◆ Task to complete
A complete and exact copy of the entries below is the expected result.

── Information provided

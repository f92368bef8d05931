//! JSON-file-persisted graph store backend.
//!
//! Same semantics as the in-memory backend, but `connect` deserializes the
//! graph from a JSON document and `disconnect` serializes it back, so
//! state survives process restarts across explicit connect/disconnect
//! boundaries only. A missing or unreadable file means an empty graph,
//! not an error; readers tolerate unknown additional fields.

use std::path::PathBuf;

use async_trait::async_trait;
use chrono::{DateTime, Utc};
use serde::{Deserialize, Serialize};
use tracing::{info, warn};

use crate::core::errors::{GordianError, Result};
use crate::graph::node::{DependencyNode, GraphEdge};
use crate::store::interface::{
    Community, GraphPath, GraphQuery, GraphStore, QueryResult, StoreMetrics,
};
use crate::store::memory::MemoryGraphStore;

/// Version string written into persisted documents.
pub const FORMAT_VERSION: &str = "1";

/// The persisted graph document.
#[derive(Debug, Serialize, Deserialize)]
pub struct PersistedGraph {
    /// Format version string
    #[serde(default)]
    pub version: String,
    /// When the document was written
    #[serde(default = "Utc::now")]
    pub exported_at: DateTime<Utc>,
    /// All nodes
    #[serde(default)]
    pub nodes: Vec<DependencyNode>,
    /// All edges
    #[serde(default)]
    pub edges: Vec<GraphEdge>,
}

/// File-persisted backend wrapping the in-memory semantics.
#[derive(Debug)]
pub struct JsonFileStore {
    path: PathBuf,
    inner: MemoryGraphStore,
}

impl JsonFileStore {
    /// Create a store persisting to `path`. No I/O happens until
    /// [`GraphStore::connect`].
    pub fn new(path: PathBuf) -> Self {
        Self {
            path,
            inner: MemoryGraphStore::new(),
        }
    }

    fn load(&mut self) -> Result<()> {
        let content = match std::fs::read_to_string(&self.path) {
            Ok(content) => content,
            Err(err) => {
                warn!(
                    path = %self.path.display(),
                    "no readable graph document, starting empty: {err}"
                );
                return Ok(());
            }
        };

        let document: PersistedGraph = match serde_json::from_str(&content) {
            Ok(document) => document,
            Err(err) => {
                warn!(
                    path = %self.path.display(),
                    "graph document is not valid JSON, starting empty: {err}"
                );
                return Ok(());
            }
        };

        let mut inner = MemoryGraphStore::new();
        for node in document.nodes {
            inner.insert_node(node);
        }
        for edge in document.edges {
            if let Err(err) = inner.insert_edge(edge) {
                // An edge whose endpoint was hand-edited away is a
                // structural anomaly, not a fatal document error.
                warn!("skipping dangling persisted edge: {err}");
            }
        }
        self.inner = inner;

        info!(path = %self.path.display(), "loaded persisted graph");
        Ok(())
    }

    fn save(&self) -> Result<()> {
        let document = PersistedGraph {
            version: FORMAT_VERSION.to_string(),
            exported_at: Utc::now(),
            nodes: self.inner.nodes(),
            edges: self.inner.edges(),
        };

        if let Some(parent) = self.path.parent() {
            if !parent.as_os_str().is_empty() && !parent.exists() {
                std::fs::create_dir_all(parent).map_err(|e| {
                    GordianError::io(
                        format!("failed to create store directory {}", parent.display()),
                        e,
                    )
                })?;
            }
        }

        let json = serde_json::to_string_pretty(&document)?;
        std::fs::write(&self.path, json).map_err(|e| {
            GordianError::io(
                format!("failed to write graph document {}", self.path.display()),
                e,
            )
        })?;

        info!(path = %self.path.display(), "persisted graph document");
        Ok(())
    }
}

#[async_trait]
impl GraphStore for JsonFileStore {
    fn backend_name(&self) -> &'static str {
        "json-file"
    }

    async fn connect(&mut self) -> Result<()> {
        self.load()
    }

    async fn disconnect(&mut self) -> Result<()> {
        self.save()
    }

    async fn add_node(&mut self, node: DependencyNode) -> Result<()> {
        self.inner.add_node(node).await
    }

    async fn remove_node(&mut self, id: &str) -> Result<()> {
        self.inner.remove_node(id).await
    }

    async fn add_edge(&mut self, edge: GraphEdge) -> Result<()> {
        self.inner.add_edge(edge).await
    }

    async fn remove_edge(&mut self, key: &str) -> Result<()> {
        self.inner.remove_edge(key).await
    }

    async fn query(&self, query: &GraphQuery) -> Result<QueryResult> {
        self.inner.query(query).await
    }

    async fn find_shortest_path(&self, source: &str, target: &str) -> Result<Option<GraphPath>> {
        self.inner.find_shortest_path(source, target).await
    }

    async fn find_all_paths(
        &self,
        source: &str,
        target: &str,
        max_depth: usize,
    ) -> Result<Vec<GraphPath>> {
        self.inner.find_all_paths(source, target, max_depth).await
    }

    async fn detect_communities(&self) -> Result<Vec<Community>> {
        self.inner.detect_communities().await
    }

    async fn summary_metrics(&self) -> Result<StoreMetrics> {
        self.inner.summary_metrics().await
    }
}

#[cfg(test)]
mod tests {
    use super::*;
    use crate::graph::node::NodeMetadata;
    use tempfile::TempDir;

    fn node(id: &str) -> DependencyNode {
        let mut node = DependencyNode::file(id, NodeMetadata::degraded());
        node.id = id.to_string();
        node
    }

    #[tokio::test]
    async fn missing_file_connects_empty() {
        let temp = TempDir::new().unwrap();
        let mut store = JsonFileStore::new(temp.path().join("absent.json"));

        store.connect().await.unwrap();
        let metrics = store.summary_metrics().await.unwrap();
        assert_eq!(metrics.node_count, 0);
    }

    #[tokio::test]
    async fn corrupt_file_connects_empty() {
        let temp = TempDir::new().unwrap();
        let path = temp.path().join("graph.json");
        std::fs::write(&path, "{not json").unwrap();

        let mut store = JsonFileStore::new(path);
        store.connect().await.unwrap();
        let metrics = store.summary_metrics().await.unwrap();
        assert_eq!(metrics.node_count, 0);
    }

    #[tokio::test]
    async fn round_trip_preserves_node_ids_and_edge_keys() {
        let temp = TempDir::new().unwrap();
        let path = temp.path().join("graph.json");

        let mut store = JsonFileStore::new(path.clone());
        store.connect().await.unwrap();
        store.add_node(node("a")).await.unwrap();
        store.add_node(node("b")).await.unwrap();
        store.add_edge(GraphEdge::import("a", "b")).await.unwrap();
        store.disconnect().await.unwrap();

        let mut fresh = JsonFileStore::new(path);
        fresh.connect().await.unwrap();

        let node_ids: std::collections::HashSet<String> =
            fresh.inner.nodes().into_iter().map(|n| n.id).collect();
        let edge_keys: std::collections::HashSet<String> =
            fresh.inner.edges().into_iter().map(|e| e.key()).collect();
        assert_eq!(node_ids, ["a", "b"].iter().map(|s| s.to_string()).collect());
        assert_eq!(edge_keys, ["a->b"].iter().map(|s| s.to_string()).collect());
    }

    #[tokio::test]
    async fn unknown_fields_in_document_are_tolerated() {
        let temp = TempDir::new().unwrap();
        let path = temp.path().join("graph.json");
        std::fs::write(
            &path,
            r#"{
                "version": "1",
                "exported_at": "2025-01-01T00:00:00Z",
                "future_field": {"anything": true},
                "nodes": [],
                "edges": []
            }"#,
        )
        .unwrap();

        let mut store = JsonFileStore::new(path);
        store.connect().await.unwrap();
        let metrics = store.summary_metrics().await.unwrap();
        assert_eq!(metrics.node_count, 0);
    }

    #[test]
    fn persisted_document_carries_version_and_timestamp() {
        let document = PersistedGraph {
            version: FORMAT_VERSION.to_string(),
            exported_at: Utc::now(),
            nodes: vec![node("a")],
            edges: Vec::new(),
        };
        let json = serde_json::to_value(&document).unwrap();
        assert_eq!(json["version"], "1");
        assert!(json["exported_at"].is_string());
        assert_eq!(json["nodes"][0]["id"], "a");
    }
}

────

◆ Result
repository f92368bef8d05931
//! JSON-file-persisted graph store backend.
//!
//! Same semantics as the in-memory backend, but `connect` deserializes the
//! graph from a JSON document and `disconnect` serializes it back, so
//! state survives process restarts across explicit connect/disconnect
//! boundaries only. A missing or unreadable file means an empty graph,
//! not an error; readers tolerate unknown additional fields.

use std::path::PathBuf;

use async_trait::async_trait;
use chrono::{DateTime, Utc};
use serde::{Deserialize, Serialize};
use tracing::{info, warn};

use crate::core::errors::{GordianError, Result};
use crate::graph::node::{DependencyNode, GraphEdge};
use crate::store::interface::{
    Community, GraphPath, GraphQuery, GraphStore, QueryResult, StoreMetrics,
};
use crate::store::memory::MemoryGraphStore;

/// Version string written into persisted documents.
pub const FORMAT_VERSION: &str = "1";

/// The persisted graph document.
#[derive(Debug, Serialize, Deserialize)]
pub struct PersistedGraph {
    /// Format version string
    #[serde(default)]
    pub version: String,
    /// When the document was written
    #[serde(default = "Utc::now")]
    pub exported_at: DateTime<Utc>,
    /// All nodes
    #[serde(default)]
    pub nodes: Vec<DependencyNode>,
    /// All edges
    #[serde(default)]
    pub edges: Vec<GraphEdge>,
}

/// File-persisted backend wrapping the in-memory semantics.
#[derive(Debug)]
pub struct JsonFileStore {
    path: PathBuf,
    inner: MemoryGraphStore,
}

impl JsonFileStore {
    /// Create a store persisting to `path`. No I/O happens until
    /// [`GraphStore::connect`].
    pub fn new(path: PathBuf) -> Self {
        Self {
            path,
            inner: MemoryGraphStore::new(),
        }
    }

    fn load(&mut self) -> Result<()> {
        let content = match std::fs::read_to_string(&self.path) {
            Ok(content) => content,
            Err(err) => {
                warn!(
                    path = %self.path.display(),
                    "no readable graph document, starting empty: {err}"
                );
                return Ok(());
            }
        };

        let document: PersistedGraph = match serde_json::from_str(&content) {
            Ok(document) => document,
            Err(err) => {
                warn!(
                    path = %self.path.display(),
                    "graph document is not valid JSON, starting empty: {err}"
                );
                return Ok(());
            }
        };

        let mut inner = MemoryGraphStore::new();
        for node in document.nodes {
            inner.insert_node(node);
        }
        for edge in document.edges {
            if let Err(err) = inner.insert_edge(edge) {
                // An edge whose endpoint was hand-edited away is a
                // structural anomaly, not a fatal document error.
                warn!("skipping dangling persisted edge: {err}");
            }
        }
        self.inner = inner;

        info!(path = %self.path.display(), "loaded persisted graph");
        Ok(())
    }

    fn save(&self) -> Result<()> {
        let document = PersistedGraph {
            version: FORMAT_VERSION.to_string(),
            exported_at: Utc::now(),
            nodes: self.inner.nodes(),
            edges: self.inner.edges(),
        };

        if let Some(parent) = self.path.parent() {
            if !parent.as_os_str().is_empty() && !parent.exists() {
                std::fs::create_dir_all(parent).map_err(|e| {
                    GordianError::io(
                        format!("failed to create store directory {}", parent.display()),
                        e,
                    )
                })?;
            }
        }

        let json = serde_json::to_string_pretty(&document)?;
        std::fs::write(&self.path, json).map_err(|e| {
            GordianError::io(
                format!("failed to write graph document {}", self.path.display()),
                e,
            )
        })?;

        info!(path = %self.path.display(), "persisted graph document");
        Ok(())
    }
}

#[async_trait]
impl GraphStore for JsonFileStore {
    fn backend_name(&self) -> &'static str {
        "json-file"
    }

    async fn connect(&mut self) -> Result<()> {
        self.load()
    }

    async fn disconnect(&mut self) -> Result<()> {
        self.save()
    }

    async fn add_node(&mut self, node: DependencyNode) -> Result<()> {
        self.inner.add_node(node).await
    }

    async fn remove_node(&mut self, id: &str) -> Result<()> {
        self.inner.remove_node(id).await
    }

    async fn add_edge(&mut self, edge: GraphEdge) -> Result<()> {
        self.inner.add_edge(edge).await
    }

    async fn remove_edge(&mut self, key: &str) -> Result<()> {
        self.inner.remove_edge(key).await
    }

    async fn query(&self, query: &GraphQuery) -> Result<QueryResult> {
        self.inner.query(query).await
    }

    async fn find_shortest_path(&self, source: &str, target: &str) -> Result<Option<GraphPath>> {
        self.inner.find_shortest_path(source, target).await
    }

    async fn find_all_paths(
        &self,
        source: &str,
        target: &str,
        max_depth: usize,
    ) -> Result<Vec<GraphPath>> {
        self.inner.find_all_paths(source, target, max_depth).await
    }

    async fn detect_communities(&self) -> Result<Vec<Community>> {
        self.inner.detect_communities().await
    }

    async fn summary_metrics(&self) -> Result<StoreMetrics> {
        self.inner.summary_metrics().await
    }
}

#[cfg(test)]
mod tests {
    use super::*;
    use crate::graph::node::NodeMetadata;
    use tempfile::TempDir;

    fn node(id: &str) -> DependencyNode {
        let mut node = DependencyNode::file(id, NodeMetadata::degraded());
        node.id = id.to_string();
        node
    }

    #[tokio::test]
    async fn missing_file_connects_empty() {
        let temp = TempDir::new().unwrap();
        let mut store = JsonFileStore::new(temp.path().join("absent.json"));

        store.connect().await.unwrap();
        let metrics = store.summary_metrics().await.unwrap();
        assert_eq!(metrics.node_count, 0);
    }

    #[tokio::test]
    async fn corrupt_file_connects_empty() {
        let temp = TempDir::new().unwrap();
        let path = temp.path().join("graph.json");
        std::fs::write(&path, "{not json").unwrap();

        let mut store = JsonFileStore::new(path);
        store.connect().await.unwrap();
        let metrics = store.summary_metrics().await.unwrap();
        assert_eq!(metrics.node_count, 0);
    }

    #[tokio::test]
    async fn round_trip_preserves_node_ids_and_edge_keys() {
        let temp = TempDir::new().unwrap();
        let path = temp.path().join("graph.json");

        let mut store = JsonFileStore::new(path.clone());
        store.connect().await.unwrap();
        store.add_node(node("a")).await.unwrap();
        store.add_node(node("b")).await.unwrap();
        store.add_edge(GraphEdge::import("a", "b")).await.unwrap();
        store.disconnect().await.unwrap();

        let mut fresh = JsonFileStore::new(path);
        fresh.connect().await.unwrap();

        let node_ids: std::collections::HashSet<String> =
            fresh.inner.nodes().into_iter().map(|n| n.id).collect();
        let edge_keys: std::collections::HashSet<String> =
            fresh.inner.edges().into_iter().map(|e| e.key()).collect();
        assert_eq!(node_ids, ["a", "b"].iter().map(|s| s.to_string()).collect());
        assert_eq!(edge_keys, ["a->b"].iter().map(|s| s.to_string()).collect());
    }

    #[tokio::test]
    async fn unknown_fields_in_document_are_tolerated() {
        let temp = TempDir::new().unwrap();
        let path = temp.path().join("graph.json");
        std::fs::write(
            &path,
            r#"{
                "version": "1",
                "exported_at": "2025-01-01T00:00:00Z",
                "future_field": {"anything": true},
                "nodes": [],
                "edges": []
            }"#,
        )
        .unwrap();

        let mut store = JsonFileStore::new(path);
        store.connect().await.unwrap();
        let metrics = store.summary_metrics().await.unwrap();
        assert_eq!(metrics.node_count, 0);
    }

    #[test]
    fn persisted_document_carries_version_and_timestamp() {
        let document = PersistedGraph {
            version: FORMAT_VERSION.to_string(),
            exported_at: Utc::now(),
            nodes: vec![node("a")],
            edges: Vec::new(),
        };
        let json = serde_json::to_value(&document).unwrap();
        assert_eq!(json["version"], "1");
        assert!(json["exported_at"].is_string());
        assert_eq!(json["nodes"][0]["id"], "a");
    }
}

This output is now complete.